The image from 9/11 that is forever seared in my consciousness:
Two figures are suspended in the air holding hands
The tie on one of them flips up into his face
And his arm is outstretched
As if he is trying to grab hold of the wind.
The other figure is wearing high heels
and a pencil skirt.
Her long hair defies gravity.
They are holding hands.
As they fall 106 floors
To the building’s plaza
On the ground.
Commentary on this that is worth reading:
A couple leaped from the South Tower, hand in hand. They reached for each other and their hands met and they jumped. So many people saw this as a scar burned onto our brains. But a man reached for a woman’s hand and she reached for his hand, and they jumped out the window holding hands. I try to whisper prayers for the sudden dead and the harrowed families of the dead and the screaming souls of the murderers, but I keep coming back to his hand in her hand, nestled in each other with such extraordinary, ordinary, naked love. It is the most powerful prayer I can imagine, the most eloquent, the most graceful. It is everything that we are capable of against horror and loss and tragedy.
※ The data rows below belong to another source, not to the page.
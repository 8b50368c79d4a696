//! Pre-flight renewer: refreshes early when only the refresh credential is left.

// self
use crate::{
	auth::{CredentialPair, InstructionSet},
	flows::Relay,
	http::BackendHttpClient,
	obs::{self, FlowKind, FlowOutcome, FlowSpan},
};

/// Result of a pre-flight check.
#[derive(Clone, Debug, PartialEq, Eq)]
pub struct Preflight {
	/// Pair to use for the request that follows.
	pub credentials: CredentialPair,
	/// Set-instructions to attach to that request's response.
	pub instructions: InstructionSet,
	/// `true` when a refresh succeeded.
	pub renewed: bool,
}
impl Preflight {
	fn unchanged(credentials: &CredentialPair) -> Self {
		Self { credentials: credentials.clone(), instructions: InstructionSet::new(), renewed: false }
	}
}

impl<C> Relay<C>
where
	C: ?Sized + BackendHttpClient,
{
	/// Renews the access credential when it is absent but a refresh credential is present.
	///
	/// At most one refresh is attempted, bounded by the descriptor's overall timeout. On failure
	/// or timeout, or when the precondition does not hold, the pair is returned unchanged; this
	/// never logs the caller out.
	pub async fn preflight(&self, credentials: &CredentialPair) -> Preflight {
		const KIND: FlowKind = FlowKind::Preflight;

		if !credentials.needs_preflight() {
			return Preflight::unchanged(credentials);
		}

		let span = FlowSpan::new(KIND, "preflight");

		obs::record_flow_outcome(KIND, FlowOutcome::Attempt);

		let renewal = span.instrument(self.refresh(credentials.refresh.as_ref()));
		let result = match self.descriptor.overall_timeout {
			Some(limit) => tokio::time::timeout(limit, renewal).await.ok(),
			None => Some(renewal.await),
		};

		match result {
			Some(Ok(grant)) => {
				obs::record_flow_outcome(KIND, FlowOutcome::Success);

				Preflight {
					credentials: grant.apply(credentials),
					instructions: grant.instructions,
					renewed: true,
				}
			},
			Some(Err(_)) | None => {
				obs::record_flow_outcome(KIND, FlowOutcome::Failure);

				Preflight::unchanged(credentials)
			},
		}
	}
}
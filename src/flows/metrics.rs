//! Atomic counters shared by relay flows.

// std
use std::sync::atomic::{AtomicU64, Ordering};

/// Thread-safe counters for relay calls.
#[derive(Debug, Default)]
pub struct RelayMetrics {
	backend_calls: AtomicU64,
	refresh_attempts: AtomicU64,
	refresh_success: AtomicU64,
	refresh_failure: AtomicU64,
	logout_calls: AtomicU64,
}
impl RelayMetrics {
	/// Returns the number of resource calls issued to the backend.
	pub fn backend_calls(&self) -> u64 {
		self.backend_calls.load(Ordering::Relaxed)
	}

	/// Returns the total number of refresh attempts.
	pub fn refresh_attempts(&self) -> u64 {
		self.refresh_attempts.load(Ordering::Relaxed)
	}

	/// Returns the number of refreshes that issued a new access credential.
	pub fn refresh_successes(&self) -> u64 {
		self.refresh_success.load(Ordering::Relaxed)
	}

	/// Returns the number of failed refresh attempts, including local failures.
	pub fn refresh_failures(&self) -> u64 {
		self.refresh_failure.load(Ordering::Relaxed)
	}

	/// Returns the number of logout calls.
	pub fn logout_calls(&self) -> u64 {
		self.logout_calls.load(Ordering::Relaxed)
	}

	pub(crate) fn record_backend_call(&self) {
		self.backend_calls.fetch_add(1, Ordering::Relaxed);
	}

	pub(crate) fn record_refresh_attempt(&self) {
		self.refresh_attempts.fetch_add(1, Ordering::Relaxed);
	}

	pub(crate) fn record_refresh_success(&self) {
		self.refresh_success.fetch_add(1, Ordering::Relaxed);
	}

	pub(crate) fn record_refresh_failure(&self) {
		self.refresh_failure.fetch_add(1, Ordering::Relaxed);
	}

	pub(crate) fn record_logout_call(&self) {
		self.logout_calls.fetch_add(1, Ordering::Relaxed);
	}
}
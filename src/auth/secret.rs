//! Secure token secret wrapper that redacts sensitive material.

// self
use crate::_prelude::*;

/// Redacted bearer token wrapper keeping credential material out of logs.
///
/// The relay never decodes tokens; expiry is only ever learned from the backend's verdict.
#[derive(Clone, PartialEq, Eq, Serialize, Deserialize)]
pub struct TokenSecret(String);
impl TokenSecret {
	/// Wraps a new secret string.
	pub fn new(value: impl Into<String>) -> Self {
		Self(value.into())
	}

	/// Returns the inner token value. Callers must avoid logging this string.
	pub fn expose(&self) -> &str {
		&self.0
	}

	/// Returns `true` when the wrapped token is empty.
	pub fn is_empty(&self) -> bool {
		self.0.is_empty()
	}
}
impl AsRef<str> for TokenSecret {
	fn as_ref(&self) -> &str {
		self.expose()
	}
}
impl From<&str> for TokenSecret {
	fn from(value: &str) -> Self {
		Self::new(value)
	}
}
impl Debug for TokenSecret {
	fn fmt(&self, f: &mut Formatter) -> FmtResult {
		f.debug_tuple("TokenSecret").field(&"<redacted>").finish()
	}
}
impl Display for TokenSecret {
	fn fmt(&self, f: &mut Formatter) -> FmtResult {
		f.write_str("<redacted>")
	}
}

#[cfg(test)]
mod tests {
	// self
	use super::*;

	#[test]
	fn secret_formatters_redact() {
		let secret = TokenSecret::new("super-secret");

		assert_eq!(format!("{secret:?}"), "TokenSecret(\"<redacted>\")");
		assert_eq!(format!("{secret}"), "<redacted>");
		assert_eq!(secret.expose(), "super-secret");
	}
}
//! Joint augmentation applied identically to every frame and mask of a sample.

use crate::types::{DatasetResult, Triplet, VosDatasetError, TRAIN_SIZE};
use image::imageops::FilterType;
use image::{GrayImage, RgbImage};
use rand::{Rng, RngCore};
use serde::{Deserialize, Serialize};

/// Augments a triplet with one random parameter draw.
///
/// Implementations must give all frames and masks the same geometry and must
/// never blend mask labels.
pub trait JointAugment: Send + Sync {
    fn apply(
        &self,
        frames: Triplet<RgbImage>,
        masks: Triplet<GrayImage>,
        rng: &mut dyn RngCore,
    ) -> DatasetResult<(Triplet<RgbImage>, Triplet<GrayImage>)>;

    fn describe(&self) -> String;
}

#[derive(Debug, Clone, Copy, PartialEq, Eq, Serialize, Deserialize)]
pub enum CropMode {
    /// Crop offset drawn uniformly per sample.
    Random,
    /// Centered crop; used for preview/evaluation.
    Center,
}

#[derive(Debug, Clone, Serialize, Deserialize)]
pub struct TransformPipeline {
    /// Output (width, height).
    pub crop_size: (u32, u32),
    pub crop_mode: CropMode,
    pub flip_horizontal_prob: f32,
    /// Scale range applied before cropping; raised when the result would be smaller than the crop.
    pub scale_min: f32,
    pub scale_max: f32,
    /// Probability of brightness/contrast jitter (frames only).
    pub color_jitter_prob: f32,
    pub color_jitter_strength: f32,
}

impl Default for TransformPipeline {
    fn default() -> Self {
        Self {
            crop_size: (TRAIN_SIZE, TRAIN_SIZE),
            crop_mode: CropMode::Random,
            flip_horizontal_prob: 0.5,
            scale_min: 0.8,
            scale_max: 1.2,
            color_jitter_prob: 0.5,
            color_jitter_strength: 0.1,
        }
    }
}

/// Parameters drawn once per sample.
#[derive(Debug, Clone, Copy, PartialEq)]
pub struct AugmentParams {
    pub scaled_size: (u32, u32),
    pub flip: bool,
    pub crop_origin: (u32, u32),
    pub brightness: f32,
    pub contrast: f32,
}

impl TransformPipeline {
    /// Deterministic pipeline: centered crop, no flips or jitter.
    pub fn center_crop(size: (u32, u32)) -> Self {
        Self {
            crop_size: size,
            crop_mode: CropMode::Center,
            flip_horizontal_prob: 0.0,
            scale_min: 1.0,
            scale_max: 1.0,
            color_jitter_prob: 0.0,
            color_jitter_strength: 0.0,
        }
    }

    pub fn draw_params(&self, input: (u32, u32), rng: &mut dyn RngCore) -> AugmentParams {
        let (w, h) = input;
        let (cw, ch) = self.crop_size;
        let mut scale = if self.scale_max > self.scale_min {
            rng.random_range(self.scale_min..self.scale_max)
        } else {
            self.scale_min
        };
        let fit = f32::max(cw as f32 / w as f32, ch as f32 / h as f32);
        if scale < fit {
            scale = fit;
        }
        let sw = ((w as f32 * scale).round() as u32).max(cw);
        let sh = ((h as f32 * scale).round() as u32).max(ch);

        let flip = self.flip_horizontal_prob > 0.0
            && rng.random_range(0.0..1.0) < self.flip_horizontal_prob;

        let crop_origin = match self.crop_mode {
            CropMode::Random => (rng.random_range(0..=sw - cw), rng.random_range(0..=sh - ch)),
            CropMode::Center => ((sw - cw) / 2, (sh - ch) / 2),
        };

        let (brightness, contrast) = if self.color_jitter_prob > 0.0
            && self.color_jitter_strength > 0.0
            && rng.random_range(0.0..1.0) < self.color_jitter_prob
        {
            let s = self.color_jitter_strength;
            (
                1.0 + rng.random_range(-s..s),
                1.0 + rng.random_range(-s..s),
            )
        } else {
            (1.0, 1.0)
        };

        AugmentParams {
            scaled_size: (sw, sh),
            flip,
            crop_origin,
            brightness,
            contrast,
        }
    }

    pub fn apply_frame(&self, img: &RgbImage, params: &AugmentParams) -> RgbImage {
        let mut out = self.geometry(img, params, FilterType::Triangle);
        jitter(&mut out, params.brightness, params.contrast);
        out
    }

    pub fn apply_mask(&self, mask: &GrayImage, params: &AugmentParams) -> GrayImage {
        self.geometry(mask, params, FilterType::Nearest)
    }

    fn geometry<P>(
        &self,
        img: &image::ImageBuffer<P, Vec<u8>>,
        params: &AugmentParams,
        filter: FilterType,
    ) -> image::ImageBuffer<P, Vec<u8>>
    where
        P: image::Pixel<Subpixel = u8> + 'static,
    {
        let (sw, sh) = params.scaled_size;
        let mut scaled = if img.dimensions() == (sw, sh) {
            img.clone()
        } else {
            image::imageops::resize(img, sw, sh, filter)
        };
        if params.flip {
            image::imageops::flip_horizontal_in_place(&mut scaled);
        }
        let (x, y) = params.crop_origin;
        let (cw, ch) = self.crop_size;
        image::imageops::crop_imm(&scaled, x, y, cw, ch).to_image()
    }
}

impl JointAugment for TransformPipeline {
    fn apply(
        &self,
        frames: Triplet<RgbImage>,
        masks: Triplet<GrayImage>,
        rng: &mut dyn RngCore,
    ) -> DatasetResult<(Triplet<RgbImage>, Triplet<GrayImage>)> {
        let dims = frames[0].dimensions();
        let mismatched = frames
            .iter()
            .map(|f| f.dimensions())
            .chain(masks.iter().map(|m| m.dimensions()))
            .find(|d| *d != dims);
        if let Some((w, h)) = mismatched {
            return Err(VosDatasetError::Other(format!(
                "augmentation inputs differ in size: {}x{} vs {}x{}",
                w, h, dims.0, dims.1
            )));
        }
        let params = self.draw_params(dims, rng);
        let frames = frames.map(|f| self.apply_frame(&f, &params));
        let masks = masks.map(|m| self.apply_mask(&m, &params));
        Ok((frames, masks))
    }

    fn describe(&self) -> String {
        format!(
            "crop={}x{} mode={:?} flip_p={:.2} scale=[{:.2},{:.2}] color_jitter_p={:.2} strength={:.2}",
            self.crop_size.0,
            self.crop_size.1,
            self.crop_mode,
            self.flip_horizontal_prob,
            self.scale_min,
            self.scale_max,
            self.color_jitter_prob,
            self.color_jitter_strength,
        )
    }
}

#[derive(Debug, Clone, Default)]
pub struct TransformPipelineBuilder {
    inner: TransformPipeline,
}

impl TransformPipelineBuilder {
    pub fn new() -> Self {
        Self::default()
    }
    pub fn crop_size(mut self, size: (u32, u32)) -> Self {
        self.inner.crop_size = size;
        self
    }
    pub fn crop_mode(mut self, mode: CropMode) -> Self {
        self.inner.crop_mode = mode;
        self
    }
    pub fn flip_horizontal_prob(mut self, p: f32) -> Self {
        self.inner.flip_horizontal_prob = p;
        self
    }
    pub fn scale_range(mut self, min: f32, max: f32) -> Self {
        self.inner.scale_min = min;
        self.inner.scale_max = max;
        self
    }
    pub fn color_jitter(mut self, prob: f32, strength: f32) -> Self {
        self.inner.color_jitter_prob = prob;
        self.inner.color_jitter_strength = strength;
        self
    }
    pub fn build(self) -> TransformPipeline {
        self.inner
    }
}

fn jitter(img: &mut RgbImage, brightness: f32, contrast: f32) {
    if brightness == 1.0 && contrast == 1.0 {
        return;
    }
    for pixel in img.pixels_mut() {
        for c in 0..3 {
            let v = pixel[c] as f32 / 255.0;
            let v = ((v - 0.5) * contrast + 0.5) * brightness;
            pixel[c] = (v.clamp(0.0, 1.0) * 255.0) as u8;
        }
    }
}
//! Fixed-capacity one-hot expansion of dense masks.

use crate::types::{DatasetResult, DenseMask, VosDatasetError, NUM_CLASSES};

/// Binary planes in (K, H, W) layout.
#[derive(Debug, Clone, PartialEq, Eq)]
pub struct OneHotMask {
    width: u32,
    height: u32,
    data: Vec<u8>,
}

impl OneHotMask {
    pub fn width(&self) -> u32 {
        self.width
    }

    pub fn height(&self) -> u32 {
        self.height
    }

    pub fn plane(&self, class: usize) -> &[u8] {
        let n = self.width as usize * self.height as usize;
        &self.data[class * n..(class + 1) * n]
    }

    pub fn as_raw(&self) -> &[u8] {
        &self.data
    }
}

/// Planes of a whole sample in (K, T, H, W) layout.
#[derive(Debug, Clone, PartialEq, Eq)]
pub struct OneHotTriplet {
    frames: usize,
    width: u32,
    height: u32,
    data: Vec<u8>,
}

impl OneHotTriplet {
    pub fn frames(&self) -> usize {
        self.frames
    }

    pub fn width(&self) -> u32 {
        self.width
    }

    pub fn height(&self) -> u32 {
        self.height
    }

    /// (K, T, H, W).
    pub fn shape(&self) -> [usize; 4] {
        [
            NUM_CLASSES,
            self.frames,
            self.height as usize,
            self.width as usize,
        ]
    }

    pub fn at(&self, class: usize, frame: usize, y: u32, x: u32) -> u8 {
        let hw = self.width as usize * self.height as usize;
        let pixel = y as usize * self.width as usize + x as usize;
        self.data[(class * self.frames + frame) * hw + pixel]
    }

    pub fn as_raw(&self) -> &[u8] {
        &self.data
    }

    /// Argmax over classes for one frame.
    pub fn decode_frame(&self, frame: usize) -> DenseMask {
        let hw = self.width as usize * self.height as usize;
        let mut out = vec![0u8; hw];
        for (i, label) in out.iter_mut().enumerate() {
            let mut best = 0;
            for k in 1..NUM_CLASSES {
                if self.data[(k * self.frames + frame) * hw + i]
                    > self.data[(best * self.frames + frame) * hw + i]
                {
                    best = k;
                }
            }
            *label = best as u8;
        }
        dense_from_argmax(self.width, self.height, out)
    }
}

pub fn encode(dense: &DenseMask) -> OneHotMask {
    let hw = dense.as_raw().len();
    let mut data = vec![0u8; NUM_CLASSES * hw];
    for (i, v) in dense.as_raw().iter().enumerate() {
        data[*v as usize * hw + i] = 1;
    }
    OneHotMask {
        width: dense.width(),
        height: dense.height(),
        data,
    }
}

/// Stack per-frame encodings into (K, T, H, W). All masks must share a size.
pub fn encode_batch(masks: &[DenseMask]) -> DatasetResult<OneHotTriplet> {
    let Some(first) = masks.first() else {
        return Err(VosDatasetError::Other("cannot one-hot encode zero frames".into()));
    };
    let (width, height) = (first.width(), first.height());
    if let Some(m) = masks
        .iter()
        .find(|m| m.width() != width || m.height() != height)
    {
        return Err(VosDatasetError::Other(format!(
            "mask sizes differ within sample: {}x{} vs {}x{}",
            m.width(),
            m.height(),
            width,
            height
        )));
    }
    let frames = masks.len();
    let hw = width as usize * height as usize;
    let mut data = vec![0u8; NUM_CLASSES * frames * hw];
    for (t, mask) in masks.iter().enumerate() {
        for (i, v) in mask.as_raw().iter().enumerate() {
            data[(*v as usize * frames + t) * hw + i] = 1;
        }
    }
    Ok(OneHotTriplet {
        frames,
        width,
        height,
        data,
    })
}

/// Per-pixel argmax of a single-frame encoding.
pub fn decode(planes: &OneHotMask) -> DenseMask {
    let hw = planes.width as usize * planes.height as usize;
    let mut out = vec![0u8; hw];
    for (i, label) in out.iter_mut().enumerate() {
        let mut best = 0;
        for k in 1..NUM_CLASSES {
            if planes.data[k * hw + i] > planes.data[best * hw + i] {
                best = k;
            }
        }
        *label = best as u8;
    }
    dense_from_argmax(planes.width, planes.height, out)
}

fn dense_from_argmax(width: u32, height: u32, data: Vec<u8>) -> DenseMask {
    DenseMask::from_raw(width, height, data).unwrap_or_else(|_| DenseMask::background(width, height))
}

#[cfg(test)]
mod tests {
    use super::*;
    use proptest::prelude::*;

    fn dense(width: u32, values: Vec<u8>) -> DenseMask {
        let height = values.len() as u32 / width;
        DenseMask::from_raw(width, height, values).unwrap()
    }

    #[test]
    fn planes_mark_their_class() {
        let planes = encode(&dense(2, vec![0, 3, 10, 3]));
        assert_eq!(planes.plane(0), &[1, 0, 0, 0]);
        assert_eq!(planes.plane(3), &[0, 1, 0, 1]);
        assert_eq!(planes.plane(10), &[0, 0, 1, 0]);
        assert!(planes.plane(5).iter().all(|v| *v == 0));
    }

    #[test]
    fn batch_layout_is_class_then_frame() {
        let batch = encode_batch(&[
            dense(2, vec![0, 1]),
            dense(2, vec![1, 1]),
            dense(2, vec![2, 0]),
        ])
        .unwrap();
        assert_eq!(batch.shape(), [NUM_CLASSES, 3, 1, 2]);
        assert_eq!(batch.at(1, 0, 0, 1), 1);
        assert_eq!(batch.at(1, 1, 0, 0), 1);
        assert_eq!(batch.at(2, 2, 0, 0), 1);
        assert_eq!(batch.at(0, 2, 0, 1), 1);
        assert_eq!(batch.decode_frame(2).as_raw(), &[2, 0]);
    }

    #[test]
    fn batch_rejects_mismatched_sizes() {
        assert!(encode_batch(&[dense(2, vec![0, 0]), dense(1, vec![0])]).is_err());
        assert!(encode_batch(&[]).is_err());
    }

    proptest! {
        #[test]
        fn partition_of_unity_and_argmax_round_trip(
            width in 1u32..9,
            values in proptest::collection::vec(0u8..NUM_CLASSES as u8, 1..81),
        ) {
            let usable = (values.len() as u32 / width) * width;
            prop_assume!(usable > 0);
            let mask = dense(width, values[..usable as usize].to_vec());
            let planes = encode(&mask);
            let hw = mask.as_raw().len();
            for i in 0..hw {
                let sum: u32 = (0..NUM_CLASSES).map(|k| planes.plane(k)[i] as u32).sum();
                prop_assert_eq!(sum, 1);
            }
            prop_assert_eq!(decode(&planes), mask.clone());

            let batch = encode_batch(&[mask.clone(), mask.clone(), mask.clone()]).unwrap();
            prop_assert_eq!(batch.decode_frame(1), mask);
        }
    }
}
It is what makes me believe that we are not fools to believe in God, to believe that human beings have greatness and holiness within them like seeds that open only under great fire, to believe that who we are persists past what we were, to believe against evil evidenced hourly that love is why we are here. – Brian Doyle.
I wrote a short story about this that I might share sometime, if I can find the courage to.